Participants in the research included female patients from 16 to 25 years of age who were examined at sum of two units outpatient centers for routine gynecologic care. They were exclud from the thought if they reported any symptoms consistent with a sexually transmitted disease (STD) were pregnant, had taken antibiotics within the past 21 days, had a chlamydial infection within the past six weeks, or were sexual partners with some-one known to have an STD



Participants were interviewed about their sexual history using a standardized format. Specimen collection started with brace swabs inserted into the vagina on the participants and collection of the first 30 mL of voided urine. During the pelvic examination, specimens were assembleed from the distal urethra, vaginal area, and endocervical canal. Testing included agricultures for Chlamydia and gonorrhea, and polymerase chain reaction, ligase chain reaction, and nucleic acid amplification tests

not at home of 139 participants, all nine proof results were available for 126 participants.
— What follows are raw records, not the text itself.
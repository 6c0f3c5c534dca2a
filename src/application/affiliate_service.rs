//! Affiliate payouts: binding available commissions into withdrawal requests
//! and settling or rejecting those requests.

use chrono::{DateTime, Utc};
use diesel::Connection;
use log::info;
use uuid::Uuid;

use crate::db::DbPool;
use crate::domain::commission::{CommissionView, WithdrawChannel, WithdrawRequestView, WithdrawStatus};
use crate::domain::errors::DomainError;
use crate::domain::wallet::{reference, WalletTxnType};
use crate::infrastructure::commission_ledger;
use crate::infrastructure::models::WithdrawRequestRow;
use crate::infrastructure::wallet_ledger::{self, Posting};

use super::EngineSettings;

fn withdraw_view(row: WithdrawRequestRow, commission_count: usize) -> WithdrawRequestView {
    WithdrawRequestView {
        id: row.id,
        profile_id: row.profile_id,
        amount: row.amount,
        channel: row.channel,
        status: row.status,
        commission_count,
        created_at: row.created_at,
    }
}

#[derive(Clone)]
pub struct AffiliateService {
    pool: DbPool,
    settings: EngineSettings,
}

impl AffiliateService {
    pub fn new(pool: DbPool, settings: EngineSettings) -> Self {
        Self { pool, settings }
    }

    pub fn commissions(&self, profile_id: Uuid) -> Result<Vec<CommissionView>, DomainError> {
        let mut conn = self.pool.get()?;
        commission_ledger::find_profile(&mut conn, profile_id)?;
        commission_ledger::commissions_for_profile(&mut conn, profile_id)?
            .iter()
            .map(|row| row.view())
            .collect()
    }

    /// Bind every available commission of the profile into one request.
    pub fn request_withdrawal(
        &self,
        profile_id: Uuid,
        channel: WithdrawChannel,
        account: Option<String>,
    ) -> Result<WithdrawRequestView, DomainError> {
        if channel == WithdrawChannel::External
            && account.as_deref().map_or(true, |a| a.trim().is_empty())
        {
            return Err(DomainError::InvalidInput(
                "external withdrawals need a payout account".into(),
            ));
        }
        let mut conn = self.pool.get()?;
        conn.transaction::<_, DomainError, _>(|conn| {
            let profile = commission_ledger::find_profile(conn, profile_id)?;
            if !profile.is_active {
                return Err(DomainError::InvalidInput(format!(
                    "affiliate profile {} is disabled",
                    profile_id
                )));
            }
            let (request, bound) = commission_ledger::bind_withdrawal(
                conn,
                profile_id,
                channel,
                account,
                &self.settings.min_withdraw_amount,
            )?;
            Ok(withdraw_view(request, bound))
        })
    }

    /// Mark a pending request paid. Wallet-channel payouts credit the
    /// affiliate's own wallet.
    pub fn settle_withdrawal(&self, withdraw_request_id: Uuid) -> Result<bool, DomainError> {
        let mut conn = self.pool.get()?;
        conn.transaction::<_, DomainError, _>(|conn| {
            let now = Utc::now();
            let request = commission_ledger::lock_withdrawal(conn, withdraw_request_id)?;
            if !commission_ledger::close_withdrawal(conn, request.id, WithdrawStatus::Paid, now)? {
                return Ok(false);
            }
            if request.channel.parse::<WithdrawChannel>()? == WithdrawChannel::Wallet {
                let profile = commission_ledger::find_profile(conn, request.profile_id)?;
                let reference = reference::commission_payout(request.id);
                wallet_ledger::credit(
                    conn,
                    Posting {
                        user_id: profile.user_id,
                        amount: request.amount.clone(),
                        txn_type: WalletTxnType::CommissionPayout,
                        reference: &reference,
                        order_id: None,
                        remark: None,
                    },
                )?;
            }
            info!(
                "Withdrawal {} paid: {} via {}",
                request.id, request.amount, request.channel
            );
            Ok(true)
        })
    }

    /// Reject a pending request. Its commissions are rejected with it and
    /// never return to the withdrawable pool.
    pub fn reject_withdrawal(&self, withdraw_request_id: Uuid) -> Result<bool, DomainError> {
        let mut conn = self.pool.get()?;
        conn.transaction::<_, DomainError, _>(|conn| {
            let now = Utc::now();
            let request = commission_ledger::lock_withdrawal(conn, withdraw_request_id)?;
            if !commission_ledger::close_withdrawal(conn, request.id, WithdrawStatus::Rejected, now)? {
                return Ok(false);
            }
            let rejected = commission_ledger::reject_bound(conn, request.id)?;
            info!("Withdrawal {} rejected with {} commissions", request.id, rejected);
            Ok(true)
        })
    }

    pub fn mark_pending_commissions_available(&self, now: DateTime<Utc>) -> Result<usize, DomainError> {
        let mut conn = self.pool.get()?;
        commission_ledger::mark_pending_available(&mut conn, now)
    }
}

#[cfg(test)]
mod tests {
    use bigdecimal::{BigDecimal, Zero};
    use chrono::Duration;
    use diesel::prelude::*;

    use super::*;
    use crate::application::checkout::Checkout;
    use crate::application::order_lifecycle::mark_paid;
    use crate::domain::commission::CommissionStatus;
    use crate::domain::order::{CheckoutLine, CheckoutRequest, OrderOwner};
    use crate::infrastructure::models::NewWithdrawRequestRow;
    use crate::infrastructure::order_repo;
    use crate::infrastructure::test_support::{dec, seed_affiliate, seed_product, setup_db};
    use crate::schema::{affiliate_commissions, affiliate_withdraw_requests};

    /// Place and pay an order worth `price` referred by `code`.
    fn referred_sale(pool: &DbPool, buyer: Uuid, code: &str, price: &str) {
        let mut conn = pool.get().expect("conn");
        let product = seed_product(&mut conn, "manual", -1, price);
        let receipt = Checkout::new(pool.clone(), EngineSettings::default())
            .place(CheckoutRequest {
                owner: OrderOwner::User(buyer),
                lines: vec![CheckoutLine {
                    product_id: product,
                    sku_id: None,
                    quantity: 1,
                }],
                coupon_code: None,
                affiliate_code: Some(code.to_string()),
                use_wallet: false,
            })
            .expect("checkout");
        conn.transaction::<_, DomainError, _>(|conn| {
            let order = order_repo::lock(conn, receipt.order_id)?;
            mark_paid(conn, &EngineSettings::default(), &order, &order.total_amount.clone(), Utc::now())
        })
        .expect("mark paid");
    }

    fn statuses(service: &AffiliateService, profile: Uuid) -> Vec<CommissionStatus> {
        service
            .commissions(profile)
            .unwrap()
            .into_iter()
            .map(|c| c.status)
            .collect()
    }

    #[tokio::test]
    async fn commissions_mature_then_bind_into_one_withdrawal() {
        let (_container, pool) = setup_db().await;
        let service = AffiliateService::new(pool.clone(), EngineSettings::default());
        let mut conn = pool.get().expect("conn");
        let affiliate_user = Uuid::new_v4();
        let profile = seed_affiliate(&mut conn, affiliate_user, "FRIEND", "10");

        referred_sale(&pool, Uuid::new_v4(), "FRIEND", "60.00");
        referred_sale(&pool, Uuid::new_v4(), "FRIEND", "40.00");
        // Self-referral earns nothing.
        referred_sale(&pool, affiliate_user, "FRIEND", "100.00");

        let views = service.commissions(profile).unwrap();
        assert_eq!(views.len(), 2);
        let total: BigDecimal = views.iter().map(|c| &c.amount).sum();
        assert_eq!(total, dec("10.00"));

        // Nothing is withdrawable before the confirmation window passes.
        assert_eq!(service.mark_pending_commissions_available(Utc::now()).unwrap(), 0);
        assert!(matches!(
            service.request_withdrawal(profile, WithdrawChannel::Wallet, None),
            Err(DomainError::InvalidInput(_))
        ));

        let later = Utc::now() + Duration::days(8);
        assert_eq!(service.mark_pending_commissions_available(later).unwrap(), 2);
        assert_eq!(service.mark_pending_commissions_available(later).unwrap(), 0);

        let request = service
            .request_withdrawal(profile, WithdrawChannel::Wallet, None)
            .unwrap();
        assert_eq!(request.amount, dec("10.00"));
        assert_eq!(request.commission_count, 2);
        assert_eq!(commission_ledger::bound_count(&mut conn, request.id).unwrap(), 2);
        assert!(statuses(&service, profile)
            .iter()
            .all(|s| *s == CommissionStatus::Withdrawn));

        // Bound commissions cannot be claimed twice.
        assert!(matches!(
            service.request_withdrawal(profile, WithdrawChannel::Wallet, None),
            Err(DomainError::InvalidInput(_))
        ));

        assert!(service.settle_withdrawal(request.id).unwrap());
        assert!(!service.settle_withdrawal(request.id).unwrap());
        assert!(!service.reject_withdrawal(request.id).unwrap());
        assert_eq!(wallet_ledger::balance(&mut conn, affiliate_user).unwrap(), dec("10.00"));
    }

    #[tokio::test]
    async fn rejected_withdrawal_is_not_rebound() {
        let (_container, pool) = setup_db().await;
        let service = AffiliateService::new(pool.clone(), EngineSettings::default());
        let mut conn = pool.get().expect("conn");
        let affiliate_user = Uuid::new_v4();
        let profile = seed_affiliate(&mut conn, affiliate_user, "PAL", "20");
        referred_sale(&pool, Uuid::new_v4(), "PAL", "100.00");
        service
            .mark_pending_commissions_available(Utc::now() + Duration::days(30))
            .unwrap();

        assert!(matches!(
            service.request_withdrawal(profile, WithdrawChannel::External, None),
            Err(DomainError::InvalidInput(_))
        ));
        let request = service
            .request_withdrawal(profile, WithdrawChannel::External, Some("iban:XX00".into()))
            .unwrap();
        assert!(service.reject_withdrawal(request.id).unwrap());

        assert_eq!(statuses(&service, profile), vec![CommissionStatus::Rejected]);
        assert!(service
            .request_withdrawal(profile, WithdrawChannel::Wallet, None)
            .is_err());
        assert_eq!(wallet_ledger::balance(&mut conn, affiliate_user).unwrap(), BigDecimal::zero());
    }

    #[tokio::test]
    async fn bound_commissions_do_not_mature() {
        let (_container, pool) = setup_db().await;
        let service = AffiliateService::new(pool.clone(), EngineSettings::default());
        let mut conn = pool.get().expect("conn");
        let profile = seed_affiliate(&mut conn, Uuid::new_v4(), "HELD", "10");
        referred_sale(&pool, Uuid::new_v4(), "HELD", "50.00");
        referred_sale(&pool, Uuid::new_v4(), "HELD", "30.00");

        // One pending commission already tied to a withdrawal request.
        let request = diesel::insert_into(affiliate_withdraw_requests::table)
            .values(&NewWithdrawRequestRow {
                id: Uuid::new_v4(),
                profile_id: profile,
                amount: dec("5.00"),
                channel: WithdrawChannel::Wallet.as_str().to_string(),
                account: None,
                status: WithdrawStatus::Pending.as_str().to_string(),
            })
            .returning(affiliate_withdraw_requests::id)
            .get_result::<Uuid>(&mut conn)
            .unwrap();
        let held = service
            .commissions(profile)
            .unwrap()
            .into_iter()
            .find(|c| c.amount == dec("5.00"))
            .unwrap();
        diesel::update(affiliate_commissions::table.filter(affiliate_commissions::id.eq(held.id)))
            .set(affiliate_commissions::withdraw_request_id.eq(Some(request)))
            .execute(&mut conn)
            .unwrap();

        let later = Utc::now() + Duration::days(30);
        assert_eq!(service.mark_pending_commissions_available(later).unwrap(), 1);
        let views = service.commissions(profile).unwrap();
        let status_of = |amount: &str| {
            views
                .iter()
                .find(|c| c.amount == dec(amount))
                .map(|c| c.status)
                .unwrap()
        };
        assert_eq!(status_of("5.00"), CommissionStatus::PendingConfirm);
        assert_eq!(status_of("3.00"), CommissionStatus::Available);
    }

    #[tokio::test]
    async fn below_minimum_is_refused() {
        let (_container, pool) = setup_db().await;
        let service = AffiliateService::new(pool.clone(), EngineSettings::default());
        let mut conn = pool.get().expect("conn");
        let profile = seed_affiliate(&mut conn, Uuid::new_v4(), "TINY", "1");
        referred_sale(&pool, Uuid::new_v4(), "TINY", "50.00");
        service
            .mark_pending_commissions_available(Utc::now() + Duration::days(30))
            .unwrap();

        // 0.50 available against a 10.00 minimum.
        assert!(matches!(
            service.request_withdrawal(profile, WithdrawChannel::Wallet, None),
            Err(DomainError::InvalidInput(_))
        ));
        assert_eq!(statuses(&service, profile), vec![CommissionStatus::Available]);
        assert!(matches!(
            service.commissions(Uuid::new_v4()),
            Err(DomainError::NotFound(_))
        ));
    }
}
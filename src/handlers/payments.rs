use actix_web::{web, HttpRequest, HttpResponse};
use chrono::{DateTime, Utc};
use log::debug;
use serde::Serialize;
use utoipa::ToSchema;

use crate::application::reconciliation::ReconciliationProcessor;
use crate::domain::payment::{PaymentView, ProviderType, RawCallback};
use crate::errors::AppError;

#[derive(Debug, Serialize, ToSchema)]
pub struct PaymentResponse {
    pub id: uuid::Uuid,
    pub payment_no: String,
    pub provider_type: String,
    pub channel_type: String,
    /// "redirect" or "qr".
    pub interaction_mode: String,
    pub amount: String,
    pub currency: String,
    pub status: String,
    /// Redirect URL or QR payload.
    pub pay_url: Option<String>,
    pub expires_at: DateTime<Utc>,
}

impl From<PaymentView> for PaymentResponse {
    fn from(p: PaymentView) -> Self {
        PaymentResponse {
            id: p.id,
            payment_no: p.payment_no,
            provider_type: p.provider_type,
            channel_type: p.channel_type,
            interaction_mode: p.interaction_mode,
            amount: p.amount.to_string(),
            currency: p.currency,
            status: p.status.as_str().to_string(),
            pay_url: p.pay_url,
            expires_at: p.expires_at,
        }
    }
}

/// Capture a request exactly as the provider sent it.
fn raw_callback(req: &HttpRequest, body: &[u8]) -> RawCallback {
    RawCallback {
        headers: req
            .headers()
            .iter()
            .filter_map(|(name, value)| {
                value
                    .to_str()
                    .ok()
                    .map(|v| (name.as_str().to_ascii_lowercase(), v.to_string()))
            })
            .collect(),
        query: req.query_string().to_string(),
        body: body.to_vec(),
    }
}

/// POST /payments/callback/{provider}
///
/// Provider webhook. The signature is checked by the provider's adapter
/// before anything is applied. Replays of an already applied result are
/// acknowledged again without side effects.
#[utoipa::path(
    post,
    path = "/payments/callback/{provider}",
    params(
        ("provider" = String, Path, description = "official, epay, paypal, stripe or crypto"),
    ),
    request_body(content = Vec<u8>, description = "Raw provider callback payload", content_type = "application/octet-stream"),
    responses(
        (status = 200, description = "Provider-specific acknowledgement", body = String, content_type = "text/plain"),
        (status = 400, description = "Unsigned, forged or unknown callback"),
        (status = 422, description = "Reported amount does not match the payment"),
    ),
    tag = "payments"
)]
pub async fn payment_callback(
    processor: web::Data<ReconciliationProcessor>,
    path: web::Path<String>,
    req: HttpRequest,
    body: web::Bytes,
) -> Result<HttpResponse, AppError> {
    let provider: ProviderType = path.into_inner().parse()?;
    let raw = raw_callback(&req, &body);

    let reply = web::block(move || processor.handle_callback(provider, &raw))
        .await
        .map_err(|e| AppError::Internal(e.to_string()))??;
    debug!("{} callback: {:?}", provider, reply.outcome);

    Ok(HttpResponse::Ok().content_type("text/plain").body(reply.ack))
}

/// GET /payments/{payment_no}
#[utoipa::path(
    get,
    path = "/payments/{payment_no}",
    params(
        ("payment_no" = String, Path, description = "Payment number"),
    ),
    responses(
        (status = 200, description = "Payment found", body = PaymentResponse),
        (status = 404, description = "Payment not found"),
    ),
    tag = "payments"
)]
pub async fn get_payment(
    processor: web::Data<ReconciliationProcessor>,
    path: web::Path<String>,
) -> Result<HttpResponse, AppError> {
    let payment_no = path.into_inner();

    let payment = web::block(move || processor.get_payment(&payment_no))
        .await
        .map_err(|e| AppError::Internal(e.to_string()))??;

    Ok(HttpResponse::Ok().json(PaymentResponse::from(payment)))
}

#[cfg(test)]
mod tests {
    use actix_web::test::TestRequest;

    use super::*;

    #[test]
    fn raw_callback_keeps_headers_query_and_body() {
        let req = TestRequest::post()
            .uri("/payments/callback/epay?out_trade_no=P1&sign=abc")
            .insert_header(("X-Signature", "deadbeef"))
            .to_http_request();
        let raw = raw_callback(&req, b"{\"a\":1}");
        assert_eq!(raw.headers.get("x-signature").map(String::as_str), Some("deadbeef"));
        assert_eq!(raw.query, "out_trade_no=P1&sign=abc");
        assert_eq!(raw.body, b"{\"a\":1}".to_vec());
    }
}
The prevalence of Chlamydia infection in the research population was 22 percent. The sensitivities for the polymerase chain reaction and ligase chain reaction were similar, if it were not that the urine polymerase chain reaction proof had a lower sensitivity. The specificities for each of the trials were 99 to 100 percent unless the urine polymerase chain reaction test's specificity was 91 percent The positive predictive values for the proofs were higher than 93 percent save for the urine polymerase chain reaction exhibition which was 65 percent. The negative predictive values for all of the criterions were 83 to 91 percent Combining sum of two units tests from two different specimens improved sensitivities without having a negative impact forward the specificities.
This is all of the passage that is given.